A population-based longitudinal cohort of 112,100 Swedish twins was used to calculate the heritability of AAD, and to explore co-occurrence of 10 organ-specific autoimmune disorders in twin pairs with AAD. Diagnoses were collected 1964-2012 through linkage to the Swedish National Patient Register. The Swedish Prescribed Drug Register was used for additional diagnostic precision. When available, biobank serum samples were used to ascertain the AAD diagnosis through identification of 21-hydroxylase autoantibodies.
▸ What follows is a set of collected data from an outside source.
//! BEM class-name composition.
//!
//! Components identify their parts with BEM class names (`Modal`, `Modalwrapper`,
//! `Modal__closebutton`, `Modal--wide`). The [`theme::ClassStyles`](crate::theme::ClassStyles)
//! sheet resolves those names to terminal styles, so callers restyle a component by adding
//! `--modifier` classes rather than by threading `Style` values through options.

/// A modifier token, or an arbitrarily nested list of them.
///
/// Empty strings and [`Modifier::Absent`] are skipped. Strings are used verbatim (no trimming).
#[derive(Clone, Debug, Default, PartialEq, Eq)]
pub enum Modifier {
    #[default]
    Absent,
    Text(String),
    List(Vec<Modifier>),
}

impl Modifier {
    /// `name` if `cond` holds, otherwise absent.
    pub fn when(cond: bool, name: impl Into<String>) -> Self {
        if cond {
            Self::Text(name.into())
        } else {
            Self::Absent
        }
    }

    pub fn is_empty(&self) -> bool {
        let mut tokens = Vec::new();
        self.collect(&mut tokens);
        tokens.is_empty()
    }

    fn collect<'a>(&'a self, out: &mut Vec<&'a str>) {
        match self {
            Self::Absent => {}
            Self::Text(s) if s.is_empty() => {}
            Self::Text(s) => out.push(s),
            Self::List(items) => {
                for item in items {
                    item.collect(out);
                }
            }
        }
    }
}

impl From<&str> for Modifier {
    fn from(value: &str) -> Self {
        Self::Text(value.to_string())
    }
}

impl From<String> for Modifier {
    fn from(value: String) -> Self {
        Self::Text(value)
    }
}

impl<T: Into<Modifier>> From<Option<T>> for Modifier {
    fn from(value: Option<T>) -> Self {
        value.map(Into::into).unwrap_or_default()
    }
}

impl<T: Into<Modifier>> From<Vec<T>> for Modifier {
    fn from(value: Vec<T>) -> Self {
        Self::List(value.into_iter().map(Into::into).collect())
    }
}

impl<T: Into<Modifier>, const N: usize> From<[T; N]> for Modifier {
    fn from(value: [T; N]) -> Self {
        Self::List(value.into_iter().map(Into::into).collect())
    }
}

/// `" {bem}--{m1} {bem}--{m2}"` for every present token, or `""` when there are none.
pub fn modifier_class(bem: &str, modifier: &Modifier) -> String {
    let mut tokens = Vec::new();
    modifier.collect(&mut tokens);
    let mut out = String::new();
    for token in tokens {
        out.push(' ');
        out.push_str(bem);
        out.push_str("--");
        out.push_str(token);
    }
    out
}

/// The block class followed by its modifier classes, optionally prefixed by `extra`.
pub fn bem_class(bem: &str, modifier: &Modifier, extra: Option<&str>) -> String {
    let mut out = String::new();
    if let Some(extra) = extra.filter(|e| !e.is_empty()) {
        out.push_str(extra);
        out.push(' ');
    }
    out.push_str(bem);
    out.push_str(&modifier_class(bem, modifier));
    out
}
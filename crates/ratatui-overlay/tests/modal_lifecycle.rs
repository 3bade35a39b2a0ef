use ratatui::buffer::Buffer;
use ratatui::layout::Rect;
use ratatui_overlay::config::OverlayConfig;
use ratatui_overlay::input::InputEvent;
use ratatui_overlay::input::KeyCode;
use ratatui_overlay::input::KeyEvent;
use ratatui_overlay::input::MouseEvent;
use ratatui_overlay::input::MouseEventKind;
use ratatui_overlay::keymap;
use ratatui_overlay::modal::DismissReason;
use ratatui_overlay::modal::Modal;
use ratatui_overlay::modal::ModalAction;
use ratatui_overlay::modal::ModalContent;
use ratatui_overlay::modal::ModalCoordinator;
use ratatui_overlay::modal::ModalHandlers;
use ratatui_overlay::modal::ModalOptions;
use ratatui_overlay::modal::ModalPhase;
use ratatui_overlay::modal::OPEN_DELAY;
use ratatui_overlay::theme::Theme;
use std::cell::Cell;
use std::rc::Rc;
use std::time::Duration;
use std::time::Instant;

fn ms(n: u64) -> Duration {
    Duration::from_millis(n)
}

#[derive(Clone, Default)]
struct Probe {
    opened: Rc<Cell<u32>>,
    closing: Rc<Cell<u32>>,
    closed: Rc<Cell<u32>>,
}

impl Probe {
    fn handlers(&self) -> ModalHandlers {
        let opened = self.opened.clone();
        let closing = self.closing.clone();
        let closed = self.closed.clone();
        ModalHandlers::new(move || closed.set(closed.get() + 1))
            .on_open(move || opened.set(opened.get() + 1))
            .on_close(move || closing.set(closing.get() + 1))
    }

    fn counts(&self) -> (u32, u32, u32) {
        (self.opened.get(), self.closing.get(), self.closed.get())
    }
}

fn mount(
    coordinator: &ModalCoordinator,
    options: ModalOptions,
    probe: &Probe,
    now: Instant,
) -> Modal {
    Modal::new(
        coordinator,
        options,
        ModalContent::text("Are you sure?"),
        probe.handlers(),
        now,
    )
}

fn esc() -> InputEvent {
    InputEvent::Key(keymap::key_esc())
}

fn render(modal: &Modal) -> Buffer {
    let mut buf = Buffer::empty(Rect::new(0, 0, 40, 12));
    modal.render_ref(buf.area, &mut buf, &Theme::default());
    buf
}

#[test]
fn full_cycle_with_short_close_delay() {
    let coordinator = ModalCoordinator::new();
    let probe = Probe::default();
    let t0 = Instant::now();
    let modal = mount(
        &coordinator,
        ModalOptions {
            close_delay: ms(300),
            ..ModalOptions::default()
        },
        &probe,
        t0,
    );

    assert_eq!(modal.phase(), ModalPhase::Opening);
    assert!(coordinator.is_modal_open());
    assert_eq!(coordinator.stack(), vec![modal.id()]);
    assert!(modal.is_hidden());
    assert_eq!(modal.next_deadline(), Some(t0 + OPEN_DELAY));

    coordinator.tick(t0 + ms(99));
    assert_eq!(probe.counts(), (0, 0, 0));
    coordinator.tick(t0 + ms(100));
    assert!(modal.is_open());
    assert_eq!(probe.counts(), (1, 0, 0));
    assert_eq!(coordinator.focused(), Some(modal.id()));

    assert!(modal.close(t0 + ms(200)));
    assert_eq!(modal.phase(), ModalPhase::Closing);
    assert_eq!(probe.counts(), (1, 1, 0));
    assert!(!coordinator.is_modal_open());
    assert!(coordinator.stack().is_empty());
    assert_eq!(coordinator.focused(), None);
    assert_eq!(coordinator.next_deadline(), Some(t0 + ms(500)));

    coordinator.tick(t0 + ms(499));
    assert_eq!(probe.counts(), (1, 1, 0));
    coordinator.tick(t0 + ms(500));
    assert_eq!(modal.phase(), ModalPhase::Closed);
    assert_eq!(probe.counts(), (1, 1, 1));

    coordinator.tick(t0 + ms(5000));
    assert_eq!(probe.counts(), (1, 1, 1));
    assert_eq!(coordinator.next_deadline(), None);
}

#[test]
fn escape_closes_only_the_topmost_modal() {
    let coordinator = ModalCoordinator::new();
    let (pa, pb) = (Probe::default(), Probe::default());
    let t0 = Instant::now();
    let a = mount(&coordinator, ModalOptions::default(), &pa, t0);
    let b = mount(&coordinator, ModalOptions::default(), &pb, t0 + ms(10));
    coordinator.tick(t0 + ms(200));
    assert!(a.is_open() && b.is_open());
    assert_eq!(coordinator.stack(), vec![b.id(), a.id()]);

    let action = coordinator.handle_event(&esc(), t0 + ms(300));
    assert_eq!(
        action,
        ModalAction::Dismissed {
            id: b.id(),
            reason: DismissReason::Escape
        }
    );
    assert_eq!(b.phase(), ModalPhase::Closing);
    assert!(a.is_open());
    assert_eq!(pa.counts(), (1, 0, 0));
    assert_eq!(coordinator.stack(), vec![a.id()]);
    assert!(coordinator.is_modal_open());

    let action = coordinator.handle_event(&esc(), t0 + ms(310));
    assert!(matches!(action, ModalAction::Dismissed { id, .. } if id == a.id()));
    assert!(!coordinator.is_modal_open());
    assert_eq!(coordinator.handle_event(&esc(), t0 + ms(320)), ModalAction::Ignored);
}

#[test]
fn escape_works_while_opening() {
    let coordinator = ModalCoordinator::new();
    let probe = Probe::default();
    let t0 = Instant::now();
    let modal = mount(&coordinator, ModalOptions::default(), &probe, t0);

    coordinator.handle_event(&esc(), t0 + ms(50));
    assert_eq!(modal.phase(), ModalPhase::Closing);
    coordinator.tick(t0 + ms(100));
    assert_eq!(probe.counts(), (0, 1, 0));
    coordinator.tick(t0 + ms(1050));
    assert_eq!(probe.counts(), (0, 1, 1));
}

#[test]
fn other_keys_are_ignored() {
    let coordinator = ModalCoordinator::new();
    let t0 = Instant::now();
    let modal = mount(&coordinator, ModalOptions::default(), &Probe::default(), t0);
    coordinator.tick(t0 + OPEN_DELAY);

    let enter = InputEvent::Key(KeyEvent::new(KeyCode::Enter));
    assert_eq!(coordinator.handle_event(&enter, t0 + ms(150)), ModalAction::Ignored);
    let ctrl_esc = InputEvent::Key(keymap::key_esc().with_modifiers(
        ratatui_overlay::input::KeyModifiers {
            ctrl: true,
            ..Default::default()
        },
    ));
    assert_eq!(coordinator.handle_event(&ctrl_esc, t0 + ms(150)), ModalAction::Ignored);
    assert!(modal.is_open());
}

#[test]
fn backdrop_click_closes_but_content_click_does_not() {
    let coordinator = ModalCoordinator::new();
    let probe = Probe::default();
    let t0 = Instant::now();
    let modal = mount(&coordinator, ModalOptions::default(), &probe, t0);
    coordinator.tick(t0 + OPEN_DELAY);
    render(&modal);
    let layout = modal.layout().unwrap();

    let inside = MouseEvent::click(layout.body.x, layout.body.y);
    assert_eq!(
        coordinator.handle_event(&InputEvent::Mouse(inside), t0 + ms(200)),
        ModalAction::Ignored
    );
    let border = MouseEvent::click(layout.content.x, layout.content.y);
    assert_eq!(
        coordinator.handle_event(&InputEvent::Mouse(border), t0 + ms(200)),
        ModalAction::Ignored
    );
    let moved = MouseEvent::new(0, 0, MouseEventKind::Moved);
    assert_eq!(
        coordinator.handle_event(&InputEvent::Mouse(moved), t0 + ms(200)),
        ModalAction::Ignored
    );
    assert!(modal.is_open());

    let backdrop = MouseEvent::click(0, 0);
    assert_eq!(
        coordinator.handle_event(&InputEvent::Mouse(backdrop), t0 + ms(210)),
        ModalAction::Dismissed {
            id: modal.id(),
            reason: DismissReason::Backdrop
        }
    );
    assert_eq!(probe.counts(), (1, 1, 0));
    assert_eq!(modal.layout(), None);
}

#[test]
fn non_fickle_modal_only_closes_through_its_button() {
    let coordinator = ModalCoordinator::new();
    let probe = Probe::default();
    let t0 = Instant::now();
    let modal = mount(
        &coordinator,
        ModalOptions {
            fickle: false,
            ..ModalOptions::default()
        },
        &probe,
        t0,
    );
    coordinator.tick(t0 + OPEN_DELAY);
    render(&modal);
    let layout = modal.layout().unwrap();

    assert_eq!(coordinator.handle_event(&esc(), t0 + ms(200)), ModalAction::Ignored);
    let backdrop = InputEvent::Mouse(MouseEvent::click(0, 0));
    assert_eq!(coordinator.handle_event(&backdrop, t0 + ms(200)), ModalAction::Ignored);
    assert!(modal.is_open());

    let button = InputEvent::Mouse(MouseEvent::click(
        layout.close_button.x,
        layout.close_button.y,
    ));
    assert_eq!(
        coordinator.handle_event(&button, t0 + ms(250)),
        ModalAction::Dismissed {
            id: modal.id(),
            reason: DismissReason::CloseButton
        }
    );
    assert_eq!(modal.phase(), ModalPhase::Closing);
}

#[test]
fn reopening_while_closing_suppresses_on_closed() {
    let coordinator = ModalCoordinator::new();
    let probe = Probe::default();
    let t0 = Instant::now();
    let modal = mount(&coordinator, ModalOptions::default(), &probe, t0);
    coordinator.tick(t0 + OPEN_DELAY);

    modal.close(t0 + ms(200));
    modal.set_open(true, t0 + ms(500));
    assert_eq!(modal.phase(), ModalPhase::Opening);
    assert!(coordinator.is_modal_open());

    coordinator.tick(t0 + ms(600));
    assert!(modal.is_open());
    coordinator.tick(t0 + ms(1200));
    assert_eq!(probe.counts(), (2, 1, 0));
}

#[test]
fn repeated_open_requests_are_idempotent() {
    let coordinator = ModalCoordinator::new();
    let probe = Probe::default();
    let t0 = Instant::now();
    let a = mount(&coordinator, ModalOptions::default(), &probe, t0);
    let b = mount(&coordinator, ModalOptions::default(), &Probe::default(), t0);
    coordinator.tick(t0 + OPEN_DELAY);
    assert_eq!(coordinator.stack(), vec![b.id(), a.id()]);

    a.open(t0 + ms(200));
    a.open(t0 + ms(210));
    assert_eq!(coordinator.stack(), vec![a.id(), b.id()]);
    assert_eq!(a.phase(), ModalPhase::Open);
    assert_eq!(probe.counts(), (1, 0, 0));

    assert!(a.close(t0 + ms(300)));
    assert!(!a.close(t0 + ms(310)));
    assert_eq!(probe.counts(), (1, 1, 0));
}

#[test]
fn unmount_cancels_pending_notifications() {
    let coordinator = ModalCoordinator::new();
    let probe = Probe::default();
    let t0 = Instant::now();
    let modal = mount(&coordinator, ModalOptions::default(), &probe, t0);
    coordinator.tick(t0 + OPEN_DELAY);
    modal.close(t0 + ms(200));
    drop(modal);

    assert_eq!(coordinator.mounted_count(), 0);
    assert_eq!(coordinator.next_deadline(), None);
    coordinator.tick(t0 + ms(5000));
    assert_eq!(probe.counts(), (1, 1, 0));
}

#[test]
fn unmounting_an_open_modal_clears_the_marker() {
    let coordinator = ModalCoordinator::new();
    let probe = Probe::default();
    let t0 = Instant::now();
    let modal = mount(&coordinator, ModalOptions::default(), &probe, t0);
    coordinator.tick(t0 + OPEN_DELAY);
    drop(modal);

    assert!(!coordinator.is_modal_open());
    assert!(coordinator.stack().is_empty());
    assert_eq!(coordinator.focused(), None);
    assert_eq!(probe.counts(), (1, 0, 0));
}

#[test]
fn start_open_skips_entry_delay_and_on_open() {
    let coordinator = ModalCoordinator::new();
    let probe = Probe::default();
    let t0 = Instant::now();
    let modal = mount(
        &coordinator,
        ModalOptions {
            open: false,
            start_open: true,
            ..ModalOptions::default()
        },
        &probe,
        t0,
    );
    assert!(modal.is_open());
    assert!(coordinator.is_modal_open());
    assert_eq!(modal.next_deadline(), None);
    coordinator.tick(t0 + ms(500));
    assert_eq!(probe.counts(), (0, 0, 0));
}

#[test]
fn closed_on_mount_stays_off_the_stack() {
    let coordinator = ModalCoordinator::new();
    let t0 = Instant::now();
    let modal = mount(
        &coordinator,
        ModalOptions {
            open: false,
            ..ModalOptions::default()
        },
        &Probe::default(),
        t0,
    );
    assert_eq!(modal.phase(), ModalPhase::Closed);
    assert!(!coordinator.is_modal_open());
    assert_eq!(coordinator.mounted_count(), 1);
    assert!(!modal.close(t0));
}

#[test]
fn options_follow_loaded_config() {
    let config = OverlayConfig::from_toml_str(
        r#"
        [modal]
        close_delay_ms = 250
        fickle = false
        bem = "Dialog"
        "#,
    )
    .unwrap();
    let coordinator = ModalCoordinator::new();
    let probe = Probe::default();
    let t0 = Instant::now();
    let modal = Modal::from_config(
        &coordinator,
        &config.modal,
        ModalContent::text("x"),
        probe.handlers(),
        t0,
    );
    coordinator.tick(t0 + OPEN_DELAY);
    assert_eq!(modal.class(), "Dialog");
    assert_eq!(modal.close_button().class, "Dialog__closebutton");
    assert_eq!(coordinator.handle_event(&esc(), t0 + ms(150)), ModalAction::Ignored);

    modal.close(t0 + ms(200));
    coordinator.tick(t0 + ms(450));
    assert_eq!(probe.counts(), (1, 1, 1));
}
use crate::timer::Timeout;
use std::time::Duration;
use std::time::Instant;

/// A value that reverts to `None` once its duration has passed.
///
/// Handy for transient UI feedback ("Copied!", validation flashes).
#[derive(Clone, Debug)]
pub struct ShortState<S> {
    value: Option<S>,
    expiry: Timeout,
}

impl<S> Default for ShortState<S> {
    fn default() -> Self {
        Self {
            value: None,
            expiry: Timeout::new(),
        }
    }
}

impl<S> ShortState<S> {
    pub fn new() -> Self {
        Self::default()
    }

    /// Starts out showing `initial` for `duration`. A zero duration shows it until the next tick.
    pub fn with_initial(initial: S, duration: Duration, now: Instant) -> Self {
        let mut state = Self::new();
        state.set(initial, duration, now);
        state
    }

    pub fn get(&self) -> Option<&S> {
        self.value.as_ref()
    }

    /// Shows `value` for `duration`, replacing any value that is still showing.
    pub fn set(&mut self, value: S, duration: Duration, now: Instant) {
        self.value = Some(value);
        self.expiry.schedule(now, duration);
    }

    pub fn clear(&mut self) {
        self.value = None;
        self.expiry.cancel();
    }

    pub fn next_deadline(&self) -> Option<Instant> {
        self.expiry.deadline()
    }

    /// Clears an expired value. Returns `true` if the value changed.
    pub fn tick(&mut self, now: Instant) -> bool {
        if self.expiry.fire(now) {
            return self.value.take().is_some();
        }
        false
    }
}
We identified 29 twins with AAD. Five out of nine (5/9) monozygotic pairs and zero out of fifteen (0/15) dizygotic pairs were concordant for AAD. The probandwise concordance for monozygotic twins was 0.71 (95% CI 0.40-0.90) and the heritability 0.97 (95% CI 0.88-99). Autoimmune disease patterns of monozygotic twin pairs affected by AAD displayed a higher degree of similarity than those of dizygotic twins, with an incidence rate ratio of 15 (95% CI 1.8-116) on the number of shared autoimmune diagnoses within pairs.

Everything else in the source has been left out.